Ia mengatakan, bank sentral modern tidak hanya berperan dalam menjaga stabilitas, tetapi juga perlu memastikan stabilitas tersebut dapat diterjemahkan menjadi kondisi likuiditas yang lebih sehat, kurva imbal hasil yang semakin normal, pembiayaan sektor produktif yang lebih efektif, serta meningkatnya kepercayaan dunia usaha untuk kembali berinvestasi.
Menurutnya, fokus pasar ke depan tidak lagi semata mengenai perubahan suku bunga.
Fakhrul menilai komunikasi BI perlu bergeser dari yang terlalu berpusat pada price of money menuju komunikasi mengenai flow of money, termasuk bagaimana likuiditas bergerak, bagaimana kurva imbal hasil bekerja, serta bagaimana seluruh instrumen BI saling melengkapi.
Independensi Tetap Menjadi Jangkar Kredibilitas
Menurut Fakhrul, independensi Bank Indonesia (BI) tetap menjadi fondasi utama kredibilitas kebijakan moneter. Namun, independensi tersebut bukan berarti BI harus bekerja sendiri.
Menurutnya, semakin kompleks tantangan ekonomi global, semakin penting koordinasi antara kebijakan moneter, fiskal, sektor keuangan, dan sektor riil dengan tetap menjaga mandat serta independensi masing-masing institusi.
Ia mengatakan, independensi dan koordinasi bukan merupakan dua hal yang bertentangan. BI tetap harus independen dalam mengambil keputusan sesuai mandatnya, sementara koordinasi yang baik diperlukan agar setiap kebijakan dapat memberikan efektivitas yang lebih besar bagi perekonomian nasional.
Fakhrul berharap kepemimpinan baru BI dapat menjadi momentum untuk memperkuat kapasitas riset dalam menghadapi berbagai perubahan struktural yang tengah membentuk perekonomian dunia.
Menurut dia, riset bank sentral ke depan perlu semakin diarahkan pada berbagai isu strategis, seperti kecerdasan buatan, produktivitas, perubahan struktur industri, geopolitik, digitalisasi, ketahanan rantai pasok, perubahan demografi, serta transformasi sistem keuangan.
Ia melihat BI sudah mulai bergerak ke arah tersebut. Ke depan, ia berharap kapasitas riset strategis tersebut terus diperkuat sehingga bank sentral tidak hanya mampu menjelaskan kondisi yang sedang terjadi, tetapi juga membaca perubahan besar yang berpotensi membentuk perekonomian dunia dalam beberapa tahun mendatang.
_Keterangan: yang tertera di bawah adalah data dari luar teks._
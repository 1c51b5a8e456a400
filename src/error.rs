//! Domain error types.

use thiserror::Error;

/// Errors raised while validating or running a proximity search.
///
/// Both variants are caller input errors: the request is rejected with no
/// partial result and the service keeps serving.
#[derive(Debug, Clone, PartialEq, Error)]
pub enum SearchError {
    #[error("Invalid coordinates: {0}")]
    InvalidCoordinates(String),

    #[error("Invalid radius: {0}")]
    InvalidRadius(String),
}

/// Errors raised by the record store's write path.
#[derive(Debug, Clone, PartialEq, Error)]
pub enum StoreError {
    #[error("Invalid location: {0}")]
    InvalidLocation(String),

    #[error("{kind} {id} not found")]
    NotFound { kind: &'static str, id: u64 },

    #[error("{kind} {id} already exists")]
    Duplicate { kind: &'static str, id: u64 },

    #[error("{kind} id {id} is out of range")]
    IdOutOfRange { kind: &'static str, id: u64 },

    #[error(transparent)]
    Validation(#[from] ValidationError),
}

/// Field-level validation failures.
#[derive(Debug, Clone, PartialEq, Eq, Error)]
pub enum ValidationError {
    #[error("Invalid phone number format. Please use a valid international format.")]
    PhoneNumber,

    #[error("Invalid URL format. Please provide a valid URL.")]
    WebsiteUrl,

    #[error("File too large. Size should not exceed 5 MB.")]
    FileTooLarge,

    #[error("Unsupported {kind} format. Please use {allowed}.")]
    UnsupportedFormat {
        kind: &'static str,
        allowed: &'static str,
    },

    #[error("Price cannot be negative.")]
    NegativePrice,

    #[error("Rating must be between 1 and 5.")]
    Rating,

    #[error("{what} name must be between {min} and {max} characters long.")]
    NameLength {
        what: &'static str,
        min: usize,
        max: usize,
    },
}
//! Geo-proximity search over entities and listings.
//!
//! Ranking is a pure function of a record snapshot and [`SearchParams`];
//! fetching the snapshot is the store's job.

mod engine;
mod params;

pub use engine::{search, SearchHit};
pub use params::{SearchParams, DEFAULT_RADIUS_KM};
//! Record storage and the fetch interface the search service reads from.

mod memory;
mod seed;

use anyhow::Result;

use crate::models::{GeoPoint, RecordKind, SearchableRecord};

pub use memory::{EntityPatch, MemoryStore};
pub use seed::{load_seed, SeedFile};

/// Source of searchable records.
///
/// Implementations return only active records, in storage order.
pub trait RecordSource: Send + Sync {
    fn fetch_active_records(&self, kind: RecordKind) -> Result<Vec<SearchableRecord>>;

    /// Records that may lie within `radius_km` of `center`.
    ///
    /// May return extra records but must never omit one inside the radius.
    /// Defaults to every active record.
    fn fetch_candidates(
        &self,
        kind: RecordKind,
        center: Option<(&GeoPoint, f64)>,
    ) -> Result<Vec<SearchableRecord>> {
        let _ = center;
        self.fetch_active_records(kind)
    }
}

/// Fixed record list, mostly for tests
impl RecordSource for Vec<SearchableRecord> {
    fn fetch_active_records(&self, _kind: RecordKind) -> Result<Vec<SearchableRecord>> {
        Ok(self.iter().filter(|r| r.is_active).cloned().collect())
    }
}
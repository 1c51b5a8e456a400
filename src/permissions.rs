//! Role-based permission predicates.
//!
//! Reads (GET/HEAD/OPTIONS) are open to everyone; writes depend on the
//! caller's role on the entity.

use axum::http::Method;

use crate::models::{Entity, EntityRole};

/// What the caller wants to manage under an entity
#[derive(Debug, Clone, Copy, PartialEq, Eq)]
pub enum ManagedContent {
    Products,
    Collections,
    Posts,
}

pub fn is_safe_method(method: &Method) -> bool {
    matches!(*method, Method::GET | Method::HEAD | Method::OPTIONS)
}

pub fn is_entity_admin(entity: &Entity, user_id: u64, method: &Method) -> bool {
    is_safe_method(method) || entity.role_of(user_id) == Some(EntityRole::Admin)
}

pub fn is_entity_collaborator(entity: &Entity, user_id: u64, method: &Method) -> bool {
    is_safe_method(method) || entity.role_of(user_id) == Some(EntityRole::Collaborator)
}

pub fn is_admin_or_collaborator(entity: &Entity, user_id: u64, method: &Method) -> bool {
    is_safe_method(method) || entity.role_of(user_id).is_some()
}

/// Products, collections and posts are all managed by any staff member.
/// Unlike the object-level checks this applies to reads as well.
pub fn can_manage_entity_content(entity: &Entity, user_id: u64, _content: ManagedContent) -> bool {
    entity.role_of(user_id).is_some()
}

/// Ownership check for user-owned objects (reviews, preferences); reads are open
pub fn is_owner(owner_id: u64, user_id: u64, method: &Method) -> bool {
    is_safe_method(method) || owner_id == user_id
}

#[cfg(test)]
mod tests {
    use super::*;
    use crate::models::NewEntity;
    use chrono::Utc;

    fn entity() -> Entity {
        let now = Utc::now();
        let mut entity = Entity::from_new(
            1,
            NewEntity {
                name: "Bakery".to_string(),
                is_active: true,
                created_by: Some(10),
                ..Default::default()
            },
            now,
        );
        entity.add_user(20, EntityRole::Collaborator, None, now);
        entity
    }

    #[test]
    fn test_reads_always_allowed() {
        let e = entity();
        assert!(is_entity_admin(&e, 99, &Method::GET));
        assert!(is_entity_collaborator(&e, 99, &Method::HEAD));
        assert!(is_owner(1, 2, &Method::OPTIONS));
    }

    #[test]
    fn test_writes_need_role() {
        let e = entity();
        assert!(is_entity_admin(&e, 10, &Method::PUT));
        assert!(!is_entity_admin(&e, 20, &Method::PUT));
        assert!(is_entity_collaborator(&e, 20, &Method::POST));
        assert!(!is_entity_collaborator(&e, 10, &Method::POST));
        assert!(is_admin_or_collaborator(&e, 10, &Method::DELETE));
        assert!(is_admin_or_collaborator(&e, 20, &Method::DELETE));
        assert!(!is_admin_or_collaborator(&e, 99, &Method::DELETE));
    }

    #[test]
    fn test_content_management() {
        let e = entity();
        assert!(can_manage_entity_content(&e, 20, ManagedContent::Products));
        assert!(can_manage_entity_content(&e, 10, ManagedContent::Collections));
        assert!(!can_manage_entity_content(&e, 99, ManagedContent::Posts));
        assert!(!is_owner(1, 2, &Method::PATCH));
    }
}
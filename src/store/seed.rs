//! Seed file loading.
//!
//! A seed file is JSON of the form `{"entities": [...], "listings": [...]}`
//! using the same payloads as the create endpoints.

use anyhow::{Context, Result};
use serde::Deserialize;
use std::fs;
use std::path::Path;
use tracing::{info, warn};

use super::MemoryStore;
use crate::models::{NewEntity, NewListing};

#[derive(Debug, Default, Deserialize)]
pub struct SeedFile {
    #[serde(default)]
    pub entities: Vec<NewEntity>,
    #[serde(default)]
    pub listings: Vec<NewListing>,
}

impl SeedFile {
    pub fn load_from_file<P: AsRef<Path>>(path: P) -> Result<Self> {
        let content = fs::read_to_string(path).context("Failed to read seed file")?;
        let seed: SeedFile = serde_json::from_str(&content).context("Failed to parse seed file")?;
        Ok(seed)
    }
}

/// Load a seed file into the store.
///
/// Rows that fail validation are skipped with a warning. Returns the number
/// of (entities, listings) stored.
pub fn load_seed<P: AsRef<Path>>(store: &MemoryStore, path: P) -> Result<(usize, usize)> {
    let path = path.as_ref();
    info!("Loading seed data from {}", path.display());

    let seed = SeedFile::load_from_file(path)?;

    let mut entities = 0;
    for new in seed.entities {
        let name = new.name.clone();
        match store.create_entity(new) {
            Ok(_) => entities += 1,
            Err(e) => warn!("Skipping entity '{}': {}", name, e),
        }
    }

    let mut listings = 0;
    for new in seed.listings {
        let title = new.title.clone();
        match store.create_listing(new) {
            Ok(_) => listings += 1,
            Err(e) => warn!("Skipping listing '{}': {}", title, e),
        }
    }

    info!("Seeded {} entities and {} listings", entities, listings);
    Ok((entities, listings))
}

#[cfg(test)]
mod tests {
    use super::*;
    use std::io::Write;

    #[test]
    fn test_seed_skips_invalid_rows() {
        let mut file = tempfile::NamedTempFile::new().unwrap();
        write!(
            file,
            r#"{{
                "entities": [
                    {{"id": 1, "name": "Chai Point", "location": {{"latitude": 12.97, "longitude": 77.59}}, "deals_in": ["tea"]}},
                    {{"name": "Nowhere", "location": {{"latitude": 123.0, "longitude": 0.0}}}}
                ],
                "listings": [
                    {{"vendor": 1, "title": "Masala chai", "price_cents": 2000, "listing_type": "product",
                      "location": {{"latitude": 12.97, "longitude": 77.59}}, "expiry_date": "2999-01-01T00:00:00Z"}},
                    {{"vendor": 5, "title": "Orphan", "price_cents": 100, "listing_type": "product",
                      "location": {{"latitude": 0.0, "longitude": 0.0}}, "expiry_date": "2999-01-01T00:00:00Z"}}
                ]
            }}"#
        )
        .unwrap();

        let store = MemoryStore::new();
        let (entities, listings) = load_seed(&store, file.path()).unwrap();
        assert_eq!((entities, listings), (1, 1));
        assert_eq!(store.stats(), (1, 1));
    }

    #[test]
    fn test_missing_seed_file_errors() {
        let store = MemoryStore::new();
        assert!(load_seed(&store, "/nonexistent/seed.json").is_err());
    }
}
Pada akhirnya, Fakhrul bilang, keberhasilan seorang Gubernur BI nantinya tidak hanya diukur dari kemampuan menjaga inflasi tetap rendah maupun stabilitas nilai tukar. Menurutnya, hal yang lebih penting adalah kemampuan BI untuk terus berevolusi mengikuti perubahan dunia tanpa kehilangan kredibilitas dan independensinya.
Ia juga berharap Destry Damayanti nantinya tidak hanya dikenang sebagai Gubernur BI yang menjaga stabilitas, tetapi juga sebagai pemimpin yang berhasil membawa BI memasuki fase baru sebagai bank sentral modern.
Fase tersebut ditandai dengan tetap terjaganya independensi, komunikasi yang semakin kuat, bauran kebijakan yang semakin kaya, riset yang semakin visioner, serta kemampuan menjelaskan perubahan global kepada pasar dan masyarakat.
“Ketika teknologi berubah, cara dunia berproduksi berubah, dan arus modal global ikut berubah, bank sentral juga harus terus berevolusi. Menurut saya, pengalaman dan rekam jejak Ibu Destry memberikan fondasi yang sangat kuat untuk memimpin proses evolusi tersebut,” tandasnya.